Segment Start: RECORDS TO PROCESS
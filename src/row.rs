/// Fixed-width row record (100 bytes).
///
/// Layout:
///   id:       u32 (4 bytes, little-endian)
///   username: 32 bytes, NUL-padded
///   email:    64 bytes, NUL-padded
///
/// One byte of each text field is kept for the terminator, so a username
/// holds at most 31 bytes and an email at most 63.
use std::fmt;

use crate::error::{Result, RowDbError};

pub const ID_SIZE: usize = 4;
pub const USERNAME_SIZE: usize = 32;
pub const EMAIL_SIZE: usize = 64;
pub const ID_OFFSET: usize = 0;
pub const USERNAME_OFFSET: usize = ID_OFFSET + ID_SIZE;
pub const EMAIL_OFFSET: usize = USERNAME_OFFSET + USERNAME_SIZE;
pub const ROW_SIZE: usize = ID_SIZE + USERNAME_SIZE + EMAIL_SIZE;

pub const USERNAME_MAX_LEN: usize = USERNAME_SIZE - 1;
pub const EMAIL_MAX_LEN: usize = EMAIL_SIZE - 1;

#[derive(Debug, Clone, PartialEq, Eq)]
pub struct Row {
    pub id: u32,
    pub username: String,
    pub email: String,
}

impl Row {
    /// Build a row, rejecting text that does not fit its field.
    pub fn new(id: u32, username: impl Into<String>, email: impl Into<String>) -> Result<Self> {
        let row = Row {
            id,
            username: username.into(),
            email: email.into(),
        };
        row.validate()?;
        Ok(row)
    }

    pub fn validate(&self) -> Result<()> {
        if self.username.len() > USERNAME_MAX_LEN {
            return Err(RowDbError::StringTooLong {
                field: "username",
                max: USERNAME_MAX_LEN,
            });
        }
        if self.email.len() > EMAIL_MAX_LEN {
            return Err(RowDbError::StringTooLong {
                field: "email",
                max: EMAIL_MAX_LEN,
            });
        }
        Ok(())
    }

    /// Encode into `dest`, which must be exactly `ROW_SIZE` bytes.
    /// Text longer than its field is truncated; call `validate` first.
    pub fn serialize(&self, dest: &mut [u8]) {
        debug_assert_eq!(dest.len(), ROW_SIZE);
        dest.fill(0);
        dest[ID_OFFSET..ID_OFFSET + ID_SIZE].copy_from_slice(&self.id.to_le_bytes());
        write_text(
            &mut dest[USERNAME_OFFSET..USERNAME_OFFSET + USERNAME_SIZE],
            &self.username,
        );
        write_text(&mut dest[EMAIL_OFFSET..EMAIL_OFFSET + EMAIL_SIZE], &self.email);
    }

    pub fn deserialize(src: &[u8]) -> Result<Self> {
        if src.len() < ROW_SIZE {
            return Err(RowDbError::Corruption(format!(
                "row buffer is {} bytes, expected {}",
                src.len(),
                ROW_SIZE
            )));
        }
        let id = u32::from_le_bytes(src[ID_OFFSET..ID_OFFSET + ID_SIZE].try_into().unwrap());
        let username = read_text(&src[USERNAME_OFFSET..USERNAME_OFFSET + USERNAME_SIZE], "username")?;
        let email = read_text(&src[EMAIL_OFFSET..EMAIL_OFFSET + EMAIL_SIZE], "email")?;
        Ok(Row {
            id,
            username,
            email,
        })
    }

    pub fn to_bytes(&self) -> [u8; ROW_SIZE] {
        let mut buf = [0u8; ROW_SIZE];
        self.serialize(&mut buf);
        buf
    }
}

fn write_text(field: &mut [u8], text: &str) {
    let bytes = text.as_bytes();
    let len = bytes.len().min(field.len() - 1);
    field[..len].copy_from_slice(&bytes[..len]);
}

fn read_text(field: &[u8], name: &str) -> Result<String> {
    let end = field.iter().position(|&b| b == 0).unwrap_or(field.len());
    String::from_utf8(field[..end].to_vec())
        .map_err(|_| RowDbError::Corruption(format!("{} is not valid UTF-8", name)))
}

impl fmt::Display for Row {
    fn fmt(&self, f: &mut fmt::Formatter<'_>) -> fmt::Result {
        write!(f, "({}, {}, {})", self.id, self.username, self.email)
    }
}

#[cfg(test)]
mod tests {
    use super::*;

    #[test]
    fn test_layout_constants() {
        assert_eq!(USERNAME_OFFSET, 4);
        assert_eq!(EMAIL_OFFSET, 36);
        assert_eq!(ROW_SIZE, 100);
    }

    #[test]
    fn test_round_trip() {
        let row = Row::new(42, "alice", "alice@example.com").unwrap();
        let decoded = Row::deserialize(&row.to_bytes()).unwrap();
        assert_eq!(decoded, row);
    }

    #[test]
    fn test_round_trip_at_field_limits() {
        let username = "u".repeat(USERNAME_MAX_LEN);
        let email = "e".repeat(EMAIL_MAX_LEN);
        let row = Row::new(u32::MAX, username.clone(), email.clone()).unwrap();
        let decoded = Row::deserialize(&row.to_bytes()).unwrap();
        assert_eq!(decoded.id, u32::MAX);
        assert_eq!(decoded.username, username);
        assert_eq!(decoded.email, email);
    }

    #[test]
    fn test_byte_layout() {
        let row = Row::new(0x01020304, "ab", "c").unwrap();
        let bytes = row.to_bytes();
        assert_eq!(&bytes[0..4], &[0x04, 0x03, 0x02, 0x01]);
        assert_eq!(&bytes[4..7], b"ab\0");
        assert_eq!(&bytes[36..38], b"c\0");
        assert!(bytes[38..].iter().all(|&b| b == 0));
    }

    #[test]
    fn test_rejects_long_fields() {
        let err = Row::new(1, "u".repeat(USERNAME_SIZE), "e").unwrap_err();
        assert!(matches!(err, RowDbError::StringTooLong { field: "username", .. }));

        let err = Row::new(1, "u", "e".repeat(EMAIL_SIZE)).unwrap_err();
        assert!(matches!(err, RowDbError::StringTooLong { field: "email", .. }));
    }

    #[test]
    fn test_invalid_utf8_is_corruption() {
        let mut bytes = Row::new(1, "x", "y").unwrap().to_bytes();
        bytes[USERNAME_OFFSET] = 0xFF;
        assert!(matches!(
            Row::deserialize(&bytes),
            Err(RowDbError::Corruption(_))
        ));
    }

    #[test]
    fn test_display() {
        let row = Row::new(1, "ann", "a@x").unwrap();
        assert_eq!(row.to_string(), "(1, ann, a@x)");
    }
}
Segment End: RECORDS TO PROCESS
Segment Start: RECORDS TO PROCESS
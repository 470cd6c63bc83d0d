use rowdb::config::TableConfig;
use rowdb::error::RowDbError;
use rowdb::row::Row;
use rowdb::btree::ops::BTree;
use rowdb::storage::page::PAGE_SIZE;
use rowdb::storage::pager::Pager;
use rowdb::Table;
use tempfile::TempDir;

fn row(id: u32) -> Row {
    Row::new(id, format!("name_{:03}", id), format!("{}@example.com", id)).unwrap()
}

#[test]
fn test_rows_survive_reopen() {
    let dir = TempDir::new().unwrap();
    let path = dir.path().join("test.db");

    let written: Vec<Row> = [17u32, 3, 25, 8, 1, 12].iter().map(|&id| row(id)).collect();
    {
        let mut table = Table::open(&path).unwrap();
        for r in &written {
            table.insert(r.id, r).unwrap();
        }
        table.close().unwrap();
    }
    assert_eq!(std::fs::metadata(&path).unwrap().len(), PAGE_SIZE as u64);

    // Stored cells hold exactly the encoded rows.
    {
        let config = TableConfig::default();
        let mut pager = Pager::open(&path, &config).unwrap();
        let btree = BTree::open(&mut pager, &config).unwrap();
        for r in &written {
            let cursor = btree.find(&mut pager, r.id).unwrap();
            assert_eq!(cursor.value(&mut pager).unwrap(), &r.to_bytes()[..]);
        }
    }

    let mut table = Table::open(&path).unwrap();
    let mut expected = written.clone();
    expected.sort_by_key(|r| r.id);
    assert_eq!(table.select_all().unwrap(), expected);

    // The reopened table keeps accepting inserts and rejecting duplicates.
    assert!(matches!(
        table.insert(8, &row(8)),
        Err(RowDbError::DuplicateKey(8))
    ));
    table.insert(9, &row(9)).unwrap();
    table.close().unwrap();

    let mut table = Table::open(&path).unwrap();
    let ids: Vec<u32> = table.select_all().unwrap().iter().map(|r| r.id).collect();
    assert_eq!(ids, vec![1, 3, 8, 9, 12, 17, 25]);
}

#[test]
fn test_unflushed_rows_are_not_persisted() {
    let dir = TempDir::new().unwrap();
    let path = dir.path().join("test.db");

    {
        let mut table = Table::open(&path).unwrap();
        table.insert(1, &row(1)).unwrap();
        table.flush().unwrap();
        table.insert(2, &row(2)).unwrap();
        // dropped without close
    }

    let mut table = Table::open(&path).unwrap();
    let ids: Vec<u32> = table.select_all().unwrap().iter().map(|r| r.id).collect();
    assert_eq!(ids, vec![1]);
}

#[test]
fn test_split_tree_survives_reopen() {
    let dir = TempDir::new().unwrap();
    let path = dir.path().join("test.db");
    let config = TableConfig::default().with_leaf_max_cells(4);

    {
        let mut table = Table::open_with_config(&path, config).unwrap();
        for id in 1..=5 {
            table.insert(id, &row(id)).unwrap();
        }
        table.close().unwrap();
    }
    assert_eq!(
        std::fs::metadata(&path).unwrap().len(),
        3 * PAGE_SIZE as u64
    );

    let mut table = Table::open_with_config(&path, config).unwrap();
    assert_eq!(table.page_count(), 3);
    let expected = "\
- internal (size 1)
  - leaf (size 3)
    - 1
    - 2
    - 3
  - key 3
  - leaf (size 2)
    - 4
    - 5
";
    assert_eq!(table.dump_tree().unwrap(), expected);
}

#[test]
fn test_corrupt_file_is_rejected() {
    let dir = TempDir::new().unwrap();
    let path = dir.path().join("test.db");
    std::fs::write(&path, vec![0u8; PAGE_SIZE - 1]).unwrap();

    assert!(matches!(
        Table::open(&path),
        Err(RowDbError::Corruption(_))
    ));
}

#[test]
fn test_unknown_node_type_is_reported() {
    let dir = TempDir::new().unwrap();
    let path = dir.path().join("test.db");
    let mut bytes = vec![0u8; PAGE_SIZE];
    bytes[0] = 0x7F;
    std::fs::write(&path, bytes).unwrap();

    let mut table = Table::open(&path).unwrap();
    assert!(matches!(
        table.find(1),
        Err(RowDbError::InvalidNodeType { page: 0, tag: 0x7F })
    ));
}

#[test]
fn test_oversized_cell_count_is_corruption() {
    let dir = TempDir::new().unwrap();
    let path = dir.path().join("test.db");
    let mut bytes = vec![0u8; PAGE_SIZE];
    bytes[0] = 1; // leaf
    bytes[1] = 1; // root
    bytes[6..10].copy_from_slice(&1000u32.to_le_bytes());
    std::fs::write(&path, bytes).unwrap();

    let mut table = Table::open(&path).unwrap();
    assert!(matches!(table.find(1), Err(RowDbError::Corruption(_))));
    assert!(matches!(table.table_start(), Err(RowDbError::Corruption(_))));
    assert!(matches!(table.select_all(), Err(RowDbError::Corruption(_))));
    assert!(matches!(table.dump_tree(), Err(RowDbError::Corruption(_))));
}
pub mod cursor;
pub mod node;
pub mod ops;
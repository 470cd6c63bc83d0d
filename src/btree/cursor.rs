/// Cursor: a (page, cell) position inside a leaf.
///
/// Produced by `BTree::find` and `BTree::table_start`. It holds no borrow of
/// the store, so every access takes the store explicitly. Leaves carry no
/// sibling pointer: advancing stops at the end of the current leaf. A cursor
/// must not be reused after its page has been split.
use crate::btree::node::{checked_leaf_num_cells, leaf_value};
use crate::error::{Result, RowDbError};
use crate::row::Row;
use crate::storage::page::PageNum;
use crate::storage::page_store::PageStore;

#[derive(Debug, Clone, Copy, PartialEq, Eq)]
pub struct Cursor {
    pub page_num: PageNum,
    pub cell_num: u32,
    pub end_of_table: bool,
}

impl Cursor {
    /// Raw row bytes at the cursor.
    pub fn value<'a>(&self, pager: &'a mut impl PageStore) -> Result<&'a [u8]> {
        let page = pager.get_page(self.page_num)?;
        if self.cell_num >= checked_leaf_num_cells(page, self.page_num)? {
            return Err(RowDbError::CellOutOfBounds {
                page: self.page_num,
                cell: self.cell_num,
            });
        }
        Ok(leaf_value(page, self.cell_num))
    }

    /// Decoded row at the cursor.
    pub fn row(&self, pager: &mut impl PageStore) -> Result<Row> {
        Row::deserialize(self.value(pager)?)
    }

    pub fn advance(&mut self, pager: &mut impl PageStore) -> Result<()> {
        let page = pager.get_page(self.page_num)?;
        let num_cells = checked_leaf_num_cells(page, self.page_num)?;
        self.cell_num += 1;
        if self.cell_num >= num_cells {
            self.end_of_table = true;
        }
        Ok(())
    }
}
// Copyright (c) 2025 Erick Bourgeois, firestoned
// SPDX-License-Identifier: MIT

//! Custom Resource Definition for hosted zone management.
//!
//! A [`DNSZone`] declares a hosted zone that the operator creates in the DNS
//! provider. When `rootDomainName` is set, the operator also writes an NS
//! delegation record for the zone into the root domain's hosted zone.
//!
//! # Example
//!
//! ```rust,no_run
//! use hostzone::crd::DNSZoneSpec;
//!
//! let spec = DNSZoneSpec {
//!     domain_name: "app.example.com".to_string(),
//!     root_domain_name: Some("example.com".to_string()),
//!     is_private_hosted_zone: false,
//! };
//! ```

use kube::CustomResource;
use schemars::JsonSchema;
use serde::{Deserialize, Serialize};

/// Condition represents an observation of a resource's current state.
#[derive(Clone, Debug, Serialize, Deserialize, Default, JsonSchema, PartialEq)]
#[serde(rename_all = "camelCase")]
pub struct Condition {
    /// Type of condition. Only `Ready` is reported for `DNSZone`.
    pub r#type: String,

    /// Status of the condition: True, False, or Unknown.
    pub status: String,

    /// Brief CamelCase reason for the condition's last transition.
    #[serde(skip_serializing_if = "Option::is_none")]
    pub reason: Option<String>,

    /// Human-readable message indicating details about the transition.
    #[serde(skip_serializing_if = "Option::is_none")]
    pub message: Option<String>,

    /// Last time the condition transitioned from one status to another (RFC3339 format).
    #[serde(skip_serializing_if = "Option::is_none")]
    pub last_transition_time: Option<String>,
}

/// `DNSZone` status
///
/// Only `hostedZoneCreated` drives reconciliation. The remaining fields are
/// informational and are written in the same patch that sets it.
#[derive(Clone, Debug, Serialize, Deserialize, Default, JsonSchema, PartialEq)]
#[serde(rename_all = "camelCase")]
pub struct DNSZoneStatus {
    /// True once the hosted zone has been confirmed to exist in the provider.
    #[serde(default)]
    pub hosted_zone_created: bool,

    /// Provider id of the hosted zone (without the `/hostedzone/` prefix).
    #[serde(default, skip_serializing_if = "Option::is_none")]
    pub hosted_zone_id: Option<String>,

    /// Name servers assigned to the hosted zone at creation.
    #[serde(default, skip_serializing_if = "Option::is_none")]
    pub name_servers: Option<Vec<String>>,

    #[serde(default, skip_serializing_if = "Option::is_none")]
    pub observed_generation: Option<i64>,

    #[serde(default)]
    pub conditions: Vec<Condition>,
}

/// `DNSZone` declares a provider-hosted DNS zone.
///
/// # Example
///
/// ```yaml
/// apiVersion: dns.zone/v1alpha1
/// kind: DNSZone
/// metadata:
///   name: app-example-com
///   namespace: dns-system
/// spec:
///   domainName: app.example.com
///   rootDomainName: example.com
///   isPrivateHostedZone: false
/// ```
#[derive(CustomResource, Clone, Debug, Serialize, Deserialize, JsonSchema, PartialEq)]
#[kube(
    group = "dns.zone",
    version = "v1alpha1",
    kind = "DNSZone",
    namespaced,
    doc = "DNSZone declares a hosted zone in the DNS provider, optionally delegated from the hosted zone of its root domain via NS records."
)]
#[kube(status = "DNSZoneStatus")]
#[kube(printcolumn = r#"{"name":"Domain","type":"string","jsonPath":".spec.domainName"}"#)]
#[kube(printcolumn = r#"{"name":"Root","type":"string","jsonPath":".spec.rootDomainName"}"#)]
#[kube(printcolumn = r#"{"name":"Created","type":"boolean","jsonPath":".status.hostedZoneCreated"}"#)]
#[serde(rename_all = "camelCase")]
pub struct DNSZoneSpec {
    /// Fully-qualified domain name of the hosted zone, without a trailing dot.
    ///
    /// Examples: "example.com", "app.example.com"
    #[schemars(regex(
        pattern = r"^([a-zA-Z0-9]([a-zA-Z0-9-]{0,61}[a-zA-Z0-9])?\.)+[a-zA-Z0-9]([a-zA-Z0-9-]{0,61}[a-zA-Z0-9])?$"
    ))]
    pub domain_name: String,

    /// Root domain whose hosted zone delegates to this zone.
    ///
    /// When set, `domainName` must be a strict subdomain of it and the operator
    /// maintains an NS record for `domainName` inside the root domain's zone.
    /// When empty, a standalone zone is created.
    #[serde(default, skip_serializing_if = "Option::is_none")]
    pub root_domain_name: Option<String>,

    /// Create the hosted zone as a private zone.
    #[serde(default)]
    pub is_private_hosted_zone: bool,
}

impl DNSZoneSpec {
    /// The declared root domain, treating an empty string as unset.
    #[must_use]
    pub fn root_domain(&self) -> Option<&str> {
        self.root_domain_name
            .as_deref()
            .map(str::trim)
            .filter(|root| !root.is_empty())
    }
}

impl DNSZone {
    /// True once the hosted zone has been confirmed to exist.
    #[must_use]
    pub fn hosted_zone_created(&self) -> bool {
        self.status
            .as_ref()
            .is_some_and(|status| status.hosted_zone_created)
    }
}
Segment End: RECORDS TO PROCESS
Segment Start: RECORDS TO PROCESS
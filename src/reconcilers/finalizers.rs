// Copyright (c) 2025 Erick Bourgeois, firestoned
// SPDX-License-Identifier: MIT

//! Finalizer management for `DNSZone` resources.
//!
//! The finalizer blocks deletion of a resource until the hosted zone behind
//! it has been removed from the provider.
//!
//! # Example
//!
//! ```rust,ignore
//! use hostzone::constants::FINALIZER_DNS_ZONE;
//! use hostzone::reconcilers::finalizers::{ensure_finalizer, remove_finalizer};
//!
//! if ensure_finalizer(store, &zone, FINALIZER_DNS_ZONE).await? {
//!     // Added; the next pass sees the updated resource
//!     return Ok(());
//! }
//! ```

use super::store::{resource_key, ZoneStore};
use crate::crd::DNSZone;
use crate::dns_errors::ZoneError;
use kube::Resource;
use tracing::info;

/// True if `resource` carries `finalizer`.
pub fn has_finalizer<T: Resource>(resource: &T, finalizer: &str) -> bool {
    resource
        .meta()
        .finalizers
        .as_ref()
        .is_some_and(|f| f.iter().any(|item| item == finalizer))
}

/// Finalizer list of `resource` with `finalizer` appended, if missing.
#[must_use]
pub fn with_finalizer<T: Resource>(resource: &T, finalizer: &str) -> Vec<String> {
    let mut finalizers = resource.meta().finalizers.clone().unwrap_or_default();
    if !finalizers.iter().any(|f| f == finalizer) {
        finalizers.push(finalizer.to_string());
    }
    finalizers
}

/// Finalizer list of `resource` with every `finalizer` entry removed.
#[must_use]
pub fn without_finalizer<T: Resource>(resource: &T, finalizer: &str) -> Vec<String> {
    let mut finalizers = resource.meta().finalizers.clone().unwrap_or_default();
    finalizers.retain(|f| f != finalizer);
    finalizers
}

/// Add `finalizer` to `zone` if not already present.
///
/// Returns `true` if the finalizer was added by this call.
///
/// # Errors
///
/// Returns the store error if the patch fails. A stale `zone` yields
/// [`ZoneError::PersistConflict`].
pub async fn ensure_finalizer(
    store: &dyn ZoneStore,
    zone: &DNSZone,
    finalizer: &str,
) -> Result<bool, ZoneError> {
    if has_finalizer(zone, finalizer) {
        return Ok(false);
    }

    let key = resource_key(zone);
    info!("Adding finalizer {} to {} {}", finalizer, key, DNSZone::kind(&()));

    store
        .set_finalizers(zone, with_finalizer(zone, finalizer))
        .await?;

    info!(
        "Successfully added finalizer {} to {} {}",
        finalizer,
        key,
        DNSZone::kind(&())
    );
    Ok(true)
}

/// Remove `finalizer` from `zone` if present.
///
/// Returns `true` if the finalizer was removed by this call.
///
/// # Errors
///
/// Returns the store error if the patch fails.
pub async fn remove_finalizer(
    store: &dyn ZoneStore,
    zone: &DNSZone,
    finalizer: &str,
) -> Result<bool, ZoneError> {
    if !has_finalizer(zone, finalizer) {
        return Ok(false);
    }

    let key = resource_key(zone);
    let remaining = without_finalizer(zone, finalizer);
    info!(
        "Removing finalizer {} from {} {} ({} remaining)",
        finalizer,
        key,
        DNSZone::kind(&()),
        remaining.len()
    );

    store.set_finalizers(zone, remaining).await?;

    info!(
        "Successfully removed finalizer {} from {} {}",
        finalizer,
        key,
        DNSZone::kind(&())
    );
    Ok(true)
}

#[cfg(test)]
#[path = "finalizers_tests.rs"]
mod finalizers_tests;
Segment End: RECORDS TO PROCESS
#### YOUR GOAL
Above is a listing; print exactly its lines from the one with "filename src/row.rs" through the one with "fit its field.", and no other lines.

#### FINAL ANSWER
filename src/row.rs
/// Fixed-width row record (100 bytes).
///
/// Layout:
///   id:       u32 (4 bytes, little-endian)
///   username: 32 bytes, NUL-padded
///   email:    64 bytes, NUL-padded
///
/// One byte of each text field is kept for the terminator, so a username
/// holds at most 31 bytes and an email at most 63.
use std::fmt;

use crate::error::{Result, RowDbError};

pub const ID_SIZE: usize = 4;
pub const USERNAME_SIZE: usize = 32;
pub const EMAIL_SIZE: usize = 64;
pub const ID_OFFSET: usize = 0;
pub const USERNAME_OFFSET: usize = ID_OFFSET + ID_SIZE;
pub const EMAIL_OFFSET: usize = USERNAME_OFFSET + USERNAME_SIZE;
pub const ROW_SIZE: usize = ID_SIZE + USERNAME_SIZE + EMAIL_SIZE;

pub const USERNAME_MAX_LEN: usize = USERNAME_SIZE - 1;
pub const EMAIL_MAX_LEN: usize = EMAIL_SIZE - 1;

#[derive(Debug, Clone, PartialEq, Eq)]
pub struct Row {
    pub id: u32,
    pub username: String,
    pub email: String,
}

impl Row {
    /// Build a row, rejecting text that does not fit its field.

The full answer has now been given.